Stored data
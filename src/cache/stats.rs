//! Cache Statistics Module
//!
//! Tracks cache performance counters: hits, misses, evictions, expirations.

use serde::Serialize;

// == Cache Stats ==
/// Cache performance counters.
#[derive(Debug, Clone, Default, Serialize)]
pub struct CacheStats {
    /// Number of successful cache retrievals
    pub hits: u64,
    /// Number of failed cache retrievals
    pub misses: u64,
    /// Number of resources removed under capacity pressure
    pub evictions: u64,
    /// Number of resources removed by the expiration sweep
    pub expirations: u64,
    /// Current number of resources in the cache
    pub entries: usize,
    /// Current total size of cached bodies, in bytes
    pub size_bytes: u64,
}

impl CacheStats {
    // == Constructor ==
    /// Creates a new CacheStats with all counters at zero.
    pub fn new() -> Self {
        Self::default()
    }

    // == Hit Rate ==
    /// Calculates the cache hit rate.
    ///
    /// Returns hits / (hits + misses), or 0.0 if no requests have been made.
    pub fn hit_rate(&self) -> f64 {
        let total = self.hits + self.misses;
        if total == 0 {
            0.0
        } else {
            self.hits as f64 / total as f64
        }
    }

    // == Record Hit ==
    /// Increments the hit counter.
    pub fn record_hit(&mut self) {
        self.hits += 1;
    }

    // == Record Miss ==
    /// Increments the miss counter.
    pub fn record_miss(&mut self) {
        self.misses += 1;
    }

    // == Record Eviction ==
    /// Increments the eviction counter.
    pub fn record_eviction(&mut self) {
        self.evictions += 1;
    }

    // == Record Expiration ==
    /// Increments the expiration counter.
    pub fn record_expiration(&mut self) {
        self.expirations += 1;
    }
}

// == Unit Tests ==
#[cfg(test)]
mod tests {
    use super::*;

    #[test]
    fn test_stats_new() {
        let stats = CacheStats::new();
        assert_eq!(stats.hits, 0);
        assert_eq!(stats.misses, 0);
        assert_eq!(stats.evictions, 0);
        assert_eq!(stats.expirations, 0);
        assert_eq!(stats.entries, 0);
        assert_eq!(stats.size_bytes, 0);
    }

    #[test]
    fn test_hit_rate_no_requests() {
        let stats = CacheStats::new();
        assert_eq!(stats.hit_rate(), 0.0);
    }

    #[test]
    fn test_hit_rate_mixed() {
        let mut stats = CacheStats::new();
        stats.record_hit();
        stats.record_miss();
        assert_eq!(stats.hit_rate(), 0.5);
    }

    #[test]
    fn test_record_counters() {
        let mut stats = CacheStats::new();
        stats.record_eviction();
        stats.record_eviction();
        stats.record_expiration();
        assert_eq!(stats.evictions, 2);
        assert_eq!(stats.expirations, 1);
    }

    #[test]
    fn test_stats_serialize() {
        let mut stats = CacheStats::new();
        stats.record_hit();
        stats.size_bytes = 700;

        let json = serde_json::to_string(&stats).unwrap();
        assert!(json.contains("\"hits\":1"));
        assert!(json.contains("\"size_bytes\":700"));
    }
}
//! Cache Facade Module
//!
//! The public cache handle: wires the store, the eviction policy, the disk
//! mirror, and the expiration sweeper together, and serializes all memory
//! operations behind one mutex.

use std::sync::Arc;

use tokio::sync::Mutex;
use tokio::task::JoinHandle;
use tracing::info;

use crate::cache::{CacheStats, CacheStore, EvictionPolicy, Headers};
use crate::config::CacheConfig;
use crate::disk::DiskMirror;
use crate::error::Result;
use crate::tasks::spawn_sweep_task;

// == Cache ==
/// A capacity-bounded cache instance.
///
/// Every `get`, `save`, and `size` call holds the instance mutex for its
/// full duration, so all memory-affecting operations are totally ordered.
/// Disk tasks are dispatched after the guard drops; slow storage never
/// blocks a cache hit, and Save reports success once the memory commit
/// succeeds, independent of disk outcome.
#[derive(Debug)]
pub struct Cache {
    store: Arc<Mutex<CacheStore>>,
    mirror: DiskMirror,
    sweeper: JoinHandle<()>,
}

impl Cache {
    // == Constructor ==
    /// Builds a cache from `config`: parses the replacement policy, opens
    /// the mount directory (creating it if absent), rehydrates persisted
    /// entries up to capacity, and starts the expiration sweeper.
    ///
    /// Fails with `BadReplacementPolicy` for an unrecognized policy string
    /// and `Mount` if the mount directory cannot be prepared.
    pub async fn new(config: &CacheConfig) -> Result<Self> {
        let policy: EvictionPolicy = config.policy.parse()?;
        let mirror = DiskMirror::open(&config.mount_path).await?;

        let mut store = CacheStore::new(policy, config.max_size_bytes);
        mirror.rehydrate(&mut store).await;

        info!(
            policy = ?policy,
            max_size_bytes = config.max_size_bytes,
            ttl_secs = config.ttl_secs,
            mount = %config.mount_path.display(),
            "cache initialized"
        );

        let store = Arc::new(Mutex::new(store));
        let sweeper = spawn_sweep_task(
            Arc::clone(&store),
            mirror.clone(),
            config.ttl(),
            config.sweep_interval(),
        );

        Ok(Self {
            store,
            mirror,
            sweeper,
        })
    }

    // == Get ==
    /// Retrieves a resource by key.
    ///
    /// A hit returns a copy of the stored body and headers and refreshes the
    /// resource's recency and access count. A miss returns `NotFound`; the
    /// caller is expected to fetch from origin and `save` the result.
    pub async fn get(&self, key: &str) -> Result<(Vec<u8>, Option<Headers>)> {
        self.store.lock().await.get(key)
    }

    // == Save ==
    /// Stores a resource, evicting under the replacement policy until it
    /// fits, then mirrors the commit to disk behind the lock: one detached
    /// write task for the new body, one detached remove task per victim.
    pub async fn save(&self, key: &str, body: Vec<u8>, headers: Option<Headers>) -> Result<()> {
        // Snapshot for the disk task before the store takes ownership.
        let snapshot = body.clone();

        let outcome = {
            let mut store = self.store.lock().await;
            store.save(key.to_string(), body, headers)?
        };

        for victim in &outcome.evicted {
            self.mirror.spawn_remove(victim);
        }
        self.mirror.spawn_write(key, snapshot);
        Ok(())
    }

    // == Size ==
    /// Current total size of cached bodies, in bytes.
    pub async fn size(&self) -> u64 {
        self.store.lock().await.size()
    }

    // == Stats ==
    /// Snapshot of the performance counters.
    pub async fn stats(&self) -> CacheStats {
        self.store.lock().await.stats()
    }
}

impl Drop for Cache {
    fn drop(&mut self) {
        // The sweeper holds its own Arc to the store and would otherwise
        // outlive the handle.
        self.sweeper.abort();
    }
}
//! Cache Store Module
//!
//! The in-memory index and its size accounting: admission, the eviction
//! loop, and the expiration sweep. The store itself is not synchronized;
//! `Cache` wraps it in a single mutex and dispatches disk tasks from the
//! outcomes these methods return.

use std::collections::HashMap;
use std::time::Duration;

use crate::cache::{CacheStats, EvictionPolicy, Headers, Resource};
use crate::error::{CacheError, Result};

// == Save Outcome ==
/// What a successful save did besides the commit itself. The caller mirrors
/// this to disk after releasing the lock.
#[derive(Debug, Default)]
pub(crate) struct SaveOutcome {
    /// Keys evicted to make room, in eviction order.
    pub evicted: Vec<String>,
}

// == Cache Store ==
/// Byte-capacity-bounded index mapping locators to resources.
///
/// Invariants, true whenever no mutator is running:
/// - `current_size_bytes` equals the sum of all resource sizes in the index
/// - `current_size_bytes <= max_size_bytes`
#[derive(Debug)]
pub(crate) struct CacheStore {
    /// Key-resource index
    index: HashMap<String, Resource>,
    /// Replacement policy used under capacity pressure
    policy: EvictionPolicy,
    /// Capacity bound in bytes
    max_size_bytes: u64,
    /// Running total of stored body sizes
    current_size_bytes: u64,
    /// Performance counters
    stats: CacheStats,
}

impl CacheStore {
    // == Constructor ==
    /// Creates an empty store with the given policy and capacity.
    pub fn new(policy: EvictionPolicy, max_size_bytes: u64) -> Self {
        Self {
            index: HashMap::new(),
            policy,
            max_size_bytes,
            current_size_bytes: 0,
            stats: CacheStats::new(),
        }
    }

    // == Get ==
    /// Retrieves a resource by key, returning a copy of its body and headers.
    ///
    /// A hit bumps the access count and refreshes the timestamp, so reads
    /// feed both the LFU ordering and the LRU/expiry ordering. The body is
    /// cloned; the stored copy is never handed out for draining.
    pub fn get(&mut self, key: &str) -> Result<(Vec<u8>, Option<Headers>)> {
        match self.index.get_mut(key) {
            Some(resource) => {
                resource.touch();
                self.stats.record_hit();
                Ok((resource.body().to_vec(), resource.headers().cloned()))
            }
            None => {
                self.stats.record_miss();
                Err(CacheError::NotFound(key.to_string()))
            }
        }
    }

    // == Save ==
    /// Stores a resource, evicting under the replacement policy until it fits.
    ///
    /// Replacing an existing key subtracts the old size before the new size
    /// is counted, so re-saving identical content never changes the total.
    /// A body larger than the whole capacity is rejected up front with
    /// `TooLarge`, leaving the index untouched; partial-eviction states are
    /// never observable.
    pub fn save(
        &mut self,
        key: String,
        body: Vec<u8>,
        headers: Option<Headers>,
    ) -> Result<SaveOutcome> {
        let new_size = body.len() as u64;
        if new_size > self.max_size_bytes {
            return Err(CacheError::TooLarge {
                key,
                size: new_size,
                max: self.max_size_bytes,
            });
        }

        let mut outcome = SaveOutcome::default();
        loop {
            let needed = match self.index.get(&key) {
                // The key is already present; its current copy would be
                // replaced, so its size frees up.
                Some(old) => new_size + self.current_size_bytes - old.size_bytes(),
                None => new_size + self.current_size_bytes,
            };

            if needed <= self.max_size_bytes {
                self.index.insert(key, Resource::new(body, headers));
                self.current_size_bytes = needed;
                return Ok(outcome);
            }

            // Over capacity: remove the policy's victim and retry. The
            // pre-check above guarantees a victim exists here, but an empty
            // scan must not loop forever regardless.
            let Some(victim) = self.policy.select_victim(&self.index) else {
                return Err(CacheError::TooLarge {
                    key,
                    size: new_size,
                    max: self.max_size_bytes,
                });
            };
            if self.remove(&victim) {
                self.stats.record_eviction();
                outcome.evicted.push(victim);
            }
        }
    }

    // == Remove ==
    /// Removes a resource from the index, adjusting the size counter.
    ///
    /// Removing an absent key is a no-op, not an error; eviction and the
    /// sweep only need "this key is gone now".
    pub fn remove(&mut self, key: &str) -> bool {
        match self.index.remove(key) {
            Some(resource) => {
                self.current_size_bytes -= resource.size_bytes();
                true
            }
            None => false,
        }
    }

    // == Sweep Expired ==
    /// Removes every resource older than `ttl` and returns the removed keys
    /// so their disk copies can be deleted behind.
    pub fn sweep_expired(&mut self, ttl: Duration) -> Vec<String> {
        let expired: Vec<String> = self
            .index
            .iter()
            .filter(|(_, resource)| resource.age() > ttl)
            .map(|(key, _)| key.clone())
            .collect();

        for key in &expired {
            if self.remove(key) {
                self.stats.record_expiration();
            }
        }
        expired
    }

    // == Rehydrate Entry ==
    /// Admits a resource reloaded from disk, without evicting. Returns false
    /// and drops the body if it does not fit in the remaining capacity.
    pub fn admit_rehydrated(&mut self, key: String, body: Vec<u8>) -> bool {
        let needed = self.current_size_bytes + body.len() as u64;
        if needed > self.max_size_bytes || self.index.contains_key(&key) {
            return false;
        }
        self.index.insert(key, Resource::rehydrated(body));
        self.current_size_bytes = needed;
        true
    }

    // == Size ==
    /// Current total size of stored bodies, in bytes.
    pub fn size(&self) -> u64 {
        self.current_size_bytes
    }

    /// Capacity bound in bytes.
    pub fn max_size(&self) -> u64 {
        self.max_size_bytes
    }

    // == Stats ==
    /// Returns a snapshot of the performance counters.
    pub fn stats(&self) -> CacheStats {
        let mut stats = self.stats.clone();
        stats.entries = self.index.len();
        stats.size_bytes = self.current_size_bytes;
        stats
    }

    // == Length ==
    /// Returns the current number of resources in the index.
    pub fn len(&self) -> usize {
        self.index.len()
    }

    pub fn is_empty(&self) -> bool {
        self.index.is_empty()
    }

    /// Recomputes the total size by summing the index, for checking the
    /// running counter against it.
    #[cfg(test)]
    pub fn summed_size(&self) -> u64 {
        self.index.values().map(|r| r.size_bytes()).sum()
    }
}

* Task to carry out: In the data above, how many lines carry the string "copy"? Only the number should be given.

* Output for this task: 4